#### [WORK TASK]
Search the listing below for the word "TemplateName" and copy each line where it appears.

MATERIAL SHOWN Start Marker

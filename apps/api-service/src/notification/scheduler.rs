//! # 通知スケジューラー
//!
//! オーケストレーターから受け取った通知ジョブをバックグラウンドランナーに載せ、
//! 再取得 → レンダリング → 送信 → ログ出力を行う。
//!
//! ## 設計方針
//!
//! - **fire-and-forget**: `schedule()` はジョブを積むだけで送信を待たない。
//!   送信失敗はログにのみ残り、業務トランザクションには影響しない
//! - **ID だけを渡す**: ジョブはエンティティを自前のリポジトリ呼び出しで再取得する
//! - **未登録テンプレートは積む前に弾く**: `schedule()` がエラーを返すのはこの場合のみ

use std::sync::Arc;

use itertools::Itertools;
use nailbook_domain::notification::{
    DispatchResult,
    EntityReference,
    NotificationError,
    NotificationJob,
};
use nailbook_infra::{
    notification::MailDispatcher,
    repository::{
        BookingRepository,
        ContactMessageRepository,
        NewsletterSubscriberRepository,
        ServiceRepository,
    },
};
use nailbook_shared::{event_log::event, log_business_event};

use super::{NotificationRenderer, RenderContext};
use crate::runner::BackgroundRunner;

/// 通知ジョブの受け口
pub trait NotificationScheduler: Send + Sync {
    /// ジョブをスケジュールする（実行は待たない）
    fn schedule(&self, job: NotificationJob) -> Result<(), NotificationError>;
}

/// ジョブ実行時にエンティティを再取得するためのリポジトリ群
#[derive(Clone)]
pub struct NotificationSources {
    pub bookings:    Arc<dyn BookingRepository>,
    pub services:    Arc<dyn ServiceRepository>,
    pub contacts:    Arc<dyn ContactMessageRepository>,
    pub subscribers: Arc<dyn NewsletterSubscriberRepository>,
}

/// 再取得 → レンダリング → 送信の一連の処理
pub struct NotificationPipeline {
    renderer:     NotificationRenderer,
    dispatcher:   MailDispatcher,
    from_address: String,
    sources:      NotificationSources,
}

impl NotificationPipeline {
    pub fn new(
        renderer: NotificationRenderer,
        dispatcher: MailDispatcher,
        from_address: String,
        sources: NotificationSources,
    ) -> Self {
        Self {
            renderer,
            dispatcher,
            from_address,
            sources,
        }
    }

    /// ジョブを実行して送信結果を返す
    pub async fn execute(&self, job: &NotificationJob) -> Result<DispatchResult, NotificationError> {
        let context = self.load(job.entity).await?;
        let message = self
            .renderer
            .render(job.template, &context)?
            .into_composed(self.from_address.clone(), job.recipients.clone());

        Ok(self.dispatcher.dispatch(&message).await?)
    }

    /// ジョブを実行し、結果をビジネスイベントとして記録する
    ///
    /// エラーは返さない。
    pub async fn run(&self, job: NotificationJob) {
        let template: &str = job.template.into();
        let trigger: &str = job.triggering_event.into();
        let recipients = job.recipients.iter().join(", ");
        let provider = self.dispatcher.provider_name();

        match self.execute(&job).await {
            Ok(result) if result.sent => log_business_event!(
                event.category = event::category::NOTIFICATION,
                event.action = event::action::NOTIFICATION_SENT,
                event.entity_id = %job.entity,
                event.result = event::result::SUCCESS,
                notification.template = template,
                notification.trigger = trigger,
                notification.recipients = %recipients,
                notification.provider = provider,
                notification.message_id = result.provider_message_id.as_deref().unwrap_or("-"),
                "通知メール送信成功"
            ),
            Ok(_) => log_business_event!(
                event.category = event::category::NOTIFICATION,
                event.action = event::action::NOTIFICATION_SKIPPED,
                event.entity_id = %job.entity,
                event.result = event::result::SUCCESS,
                notification.template = template,
                notification.trigger = trigger,
                notification.provider = provider,
                "宛先が無いため通知メールを送信しませんでした"
            ),
            Err(NotificationError::Delivery(e)) => log_business_event!(
                event.category = event::category::NOTIFICATION,
                event.action = event::action::NOTIFICATION_FAILED,
                event.entity_id = %job.entity,
                event.result = event::result::FAILURE,
                notification.template = template,
                notification.trigger = trigger,
                notification.recipients = %recipients,
                notification.provider = provider,
                error.kind = %e.kind,
                error = %e,
                "通知メール送信失敗"
            ),
            Err(e) => log_business_event!(
                event.category = event::category::NOTIFICATION,
                event.action = event::action::NOTIFICATION_FAILED,
                event.entity_id = %job.entity,
                event.result = event::result::FAILURE,
                notification.template = template,
                notification.trigger = trigger,
                notification.recipients = %recipients,
                error = %e,
                "通知メールの組み立てに失敗"
            ),
        }
    }

    async fn load(&self, entity: EntityReference) -> Result<RenderContext, NotificationError> {
        let lookup = |e: nailbook_infra::InfraError| NotificationError::Lookup(e.to_string());

        match entity {
            EntityReference::Booking(id) => {
                let booking = self
                    .sources
                    .bookings
                    .find_by_id(id)
                    .await
                    .map_err(lookup)?
                    .ok_or(NotificationError::EntityNotFound(entity))?;
                let service = self
                    .sources
                    .services
                    .find_by_id(booking.service_id())
                    .await
                    .map_err(lookup)?
                    .ok_or_else(|| {
                        NotificationError::Lookup(format!(
                            "予約 {id} のメニュー {} が見つかりません",
                            booking.service_id()
                        ))
                    })?;
                Ok(RenderContext::Booking { booking, service })
            }
            EntityReference::ContactMessage(id) => self
                .sources
                .contacts
                .find_by_id(id)
                .await
                .map_err(lookup)?
                .map(RenderContext::ContactMessage)
                .ok_or(NotificationError::EntityNotFound(entity)),
            EntityReference::NewsletterSubscriber(id) => self
                .sources
                .subscribers
                .find_by_id(id)
                .await
                .map_err(lookup)?
                .map(RenderContext::NewsletterSubscriber)
                .ok_or(NotificationError::EntityNotFound(entity)),
        }
    }

    fn ensure_template(&self, job: &NotificationJob) -> Result<(), NotificationError> {
        self.renderer.ensure_template(job.template)
    }
}

/// バックグラウンドランナーで通知を送るスケジューラー
pub struct BackgroundNotificationScheduler {
    runner:   BackgroundRunner,
    pipeline: Arc<NotificationPipeline>,
}

impl BackgroundNotificationScheduler {
    pub fn new(runner: BackgroundRunner, pipeline: Arc<NotificationPipeline>) -> Self {
        Self { runner, pipeline }
    }
}

impl NotificationScheduler for BackgroundNotificationScheduler {
    fn schedule(&self, job: NotificationJob) -> Result<(), NotificationError> {
        self.pipeline.ensure_template(&job)?;

        let template: &str = job.template.into();
        tracing::debug!(
            event.action = event::action::NOTIFICATION_SCHEDULED,
            event.entity_id = %job.entity,
            notification.template = template,
            "通知ジョブをスケジュールします"
        );

        let pipeline = self.pipeline.clone();
        self.runner
            .schedule("notification", async move { pipeline.run(job).await });
        Ok(())
    }
}

/// スケジュールされたジョブを記録するだけのスケジューラー（テスト用）
#[cfg(any(test, feature = "test-utils"))]
#[derive(Clone, Default)]
pub struct RecordingNotificationScheduler {
    jobs: Arc<std::sync::Mutex<Vec<NotificationJob>>>,
}

#[cfg(any(test, feature = "test-utils"))]
impl RecordingNotificationScheduler {
    pub fn new() -> Self {
        Self::default()
    }

    pub fn jobs(&self) -> Vec<NotificationJob> {
        self.jobs.lock().unwrap().clone()
    }
}

#[cfg(any(test, feature = "test-utils"))]
impl NotificationScheduler for RecordingNotificationScheduler {
    fn schedule(&self, job: NotificationJob) -> Result<(), NotificationError> {
        self.jobs.lock().unwrap().push(job);
        Ok(())
    }
}

#[cfg(test)]
mod tests {
    use std::time::Duration;

    use chrono::{NaiveDate, TimeZone, Utc};
    use nailbook_domain::{
        booking::{NewBooking, TimeSlot},
        notification::{DeliveryErrorKind, TemplateName, TriggeringEvent},
        service::{Price, Service, ServiceCategory, ServiceId},
        value_objects::{EmailAddress, PersonName, PhoneNumber},
    };
    use nailbook_infra::{
        mock::{
            FailingMailSender,
            MockBookingRepository,
            MockContactMessageRepository,
            MockNewsletterSubscriberRepository,
            MockServiceRepository,
            RecordingMailSender,
        },
        notification::MailSender,
    };
    use pretty_assertions::assert_eq;

    use super::*;
    use crate::config::RunnerConfig;

    struct Fixture {
        bookings: MockBookingRepository,
        sources:  NotificationSources,
    }

    fn fixture() -> Fixture {
        let now = Utc.with_ymd_and_hms(2026, 5, 1, 9, 0, 0).unwrap();
        let services = MockServiceRepository::new();
        services.add_service(Service {
            id:               ServiceId::new(42),
            name:             "Gel Manicure".to_string(),
            category:         ServiceCategory::Nails,
            description:      "Long-lasting gel polish".to_string(),
            price:            Price::from_minor_units(450_000).unwrap(),
            duration_minutes: 60,
            is_featured:      false,
            is_active:        true,
            image:            None,
            second_image:     None,
            created_at:       now,
            updated_at:       now,
        });
        let bookings = MockBookingRepository::new();

        Fixture {
            bookings: bookings.clone(),
            sources:  NotificationSources {
                bookings:    Arc::new(bookings),
                services:    Arc::new(services),
                contacts:    Arc::new(MockContactMessageRepository::new()),
                subscribers: Arc::new(MockNewsletterSubscriberRepository::new()),
            },
        }
    }

    async fn insert_booking(bookings: &MockBookingRepository) -> EntityReference {
        let booking = bookings
            .insert(
                &NewBooking {
                    customer_name:  PersonName::new("Ada").unwrap(),
                    customer_email: EmailAddress::new("ada@example.com").unwrap(),
                    customer_phone: PhoneNumber::new("+2348012345678").unwrap(),
                    service_id:     ServiceId::new(42),
                    preferred_date: NaiveDate::from_ymd_opt(2026, 5, 2).unwrap(),
                    preferred_time: TimeSlot::parse("10:00").unwrap(),
                    notes:          String::new(),
                },
                Utc::now(),
            )
            .await
            .unwrap();
        EntityReference::Booking(booking.id())
    }

    fn pipeline(sender: Arc<dyn MailSender>, sources: NotificationSources) -> NotificationPipeline {
        NotificationPipeline::new(
            NotificationRenderer::new().unwrap(),
            MailDispatcher::new(sender),
            "noreply@example.com".to_string(),
            sources,
        )
    }

    fn job(entity: EntityReference, recipients: &[&str]) -> NotificationJob {
        NotificationJob::new(
            entity,
            TemplateName::BookingNotification,
            recipients.iter().map(|r| r.to_string()).collect(),
            TriggeringEvent::BookingCreated,
        )
    }

    #[tokio::test]
    async fn test_エンティティを再取得して送信する() {
        let fx = fixture();
        let entity = insert_booking(&fx.bookings).await;
        let sender = RecordingMailSender::new();
        let sut = pipeline(Arc::new(sender.clone()), fx.sources);

        let result = sut.execute(&job(entity, &["owner@example.com"])).await.unwrap();

        assert!(result.sent);
        let sent = sender.sent_messages();
        assert_eq!(sent.len(), 1);
        assert_eq!(sent[0].subject, "New Booking Request - Ada");
        assert_eq!(sent[0].from_address, "noreply@example.com");
        assert_eq!(sent[0].recipients, vec!["owner@example.com".to_string()]);
        assert!(sent[0].html.is_some());
    }

    #[tokio::test]
    async fn test_宛先が空なら送信せずに終わる() {
        let fx = fixture();
        let entity = insert_booking(&fx.bookings).await;
        let sender = RecordingMailSender::new();
        let sut = pipeline(Arc::new(sender.clone()), fx.sources);

        let result = sut.execute(&job(entity, &[])).await.unwrap();

        assert_eq!(result, DispatchResult::skipped());
        assert!(sender.sent_messages().is_empty());
    }

    #[tokio::test]
    async fn test_対象が消えていればentity_not_found() {
        let fx = fixture();
        let sut = pipeline(Arc::new(RecordingMailSender::new()), fx.sources);
        let missing = EntityReference::Booking(nailbook_domain::booking::BookingId::new(999));

        let result = sut.execute(&job(missing, &["owner@example.com"])).await;

        assert!(matches!(result, Err(NotificationError::EntityNotFound(e)) if e == missing));
    }

    #[tokio::test]
    async fn test_送信失敗は分類付きのdeliveryエラーになる() {
        let fx = fixture();
        let entity = insert_booking(&fx.bookings).await;
        let sut = pipeline(
            Arc::new(FailingMailSender::new(DeliveryErrorKind::Auth)),
            fx.sources,
        );

        let result = sut.execute(&job(entity, &["owner@example.com"])).await;

        assert!(matches!(
            result,
            Err(NotificationError::Delivery(e)) if e.kind == DeliveryErrorKind::Auth
        ));
    }

    #[tokio::test]
    async fn test_スケジュールしたジョブはランナー上で送信される() {
        let fx = fixture();
        let entity = insert_booking(&fx.bookings).await;
        let sender = RecordingMailSender::new();
        let (runner, handle) = BackgroundRunner::start(&RunnerConfig::default());
        let sut = BackgroundNotificationScheduler::new(
            runner,
            Arc::new(pipeline(Arc::new(sender.clone()), fx.sources)),
        );

        sut.schedule(job(entity, &["owner@example.com"])).unwrap();
        handle.shutdown(Duration::from_secs(5)).await;

        assert_eq!(sender.sent_messages().len(), 1);
    }

    #[tokio::test]
    async fn test_未登録テンプレートのジョブはスケジュールしない() {
        let fx = fixture();
        let entity = insert_booking(&fx.bookings).await;
        let sender = RecordingMailSender::new();
        let (runner, handle) = BackgroundRunner::start(&RunnerConfig::default());
        let sut = BackgroundNotificationScheduler::new(
            runner,
            Arc::new(NotificationPipeline::new(
                NotificationRenderer::from_sources(&[]).unwrap(),
                MailDispatcher::new(Arc::new(sender.clone())),
                "noreply@example.com".to_string(),
                fx.sources,
            )),
        );

        let result = sut.schedule(job(entity, &["owner@example.com"]));
        handle.shutdown(Duration::from_secs(5)).await;

        assert!(matches!(result, Err(NotificationError::TemplateNotFound(_))));
        assert!(sender.sent_messages().is_empty());
    }
}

MATERIAL SHOWN End Marker

#### [EXERCISE ANSWER]
        notification::{DeliveryErrorKind, TemplateName, TriggeringEvent},
            TemplateName::BookingNotification,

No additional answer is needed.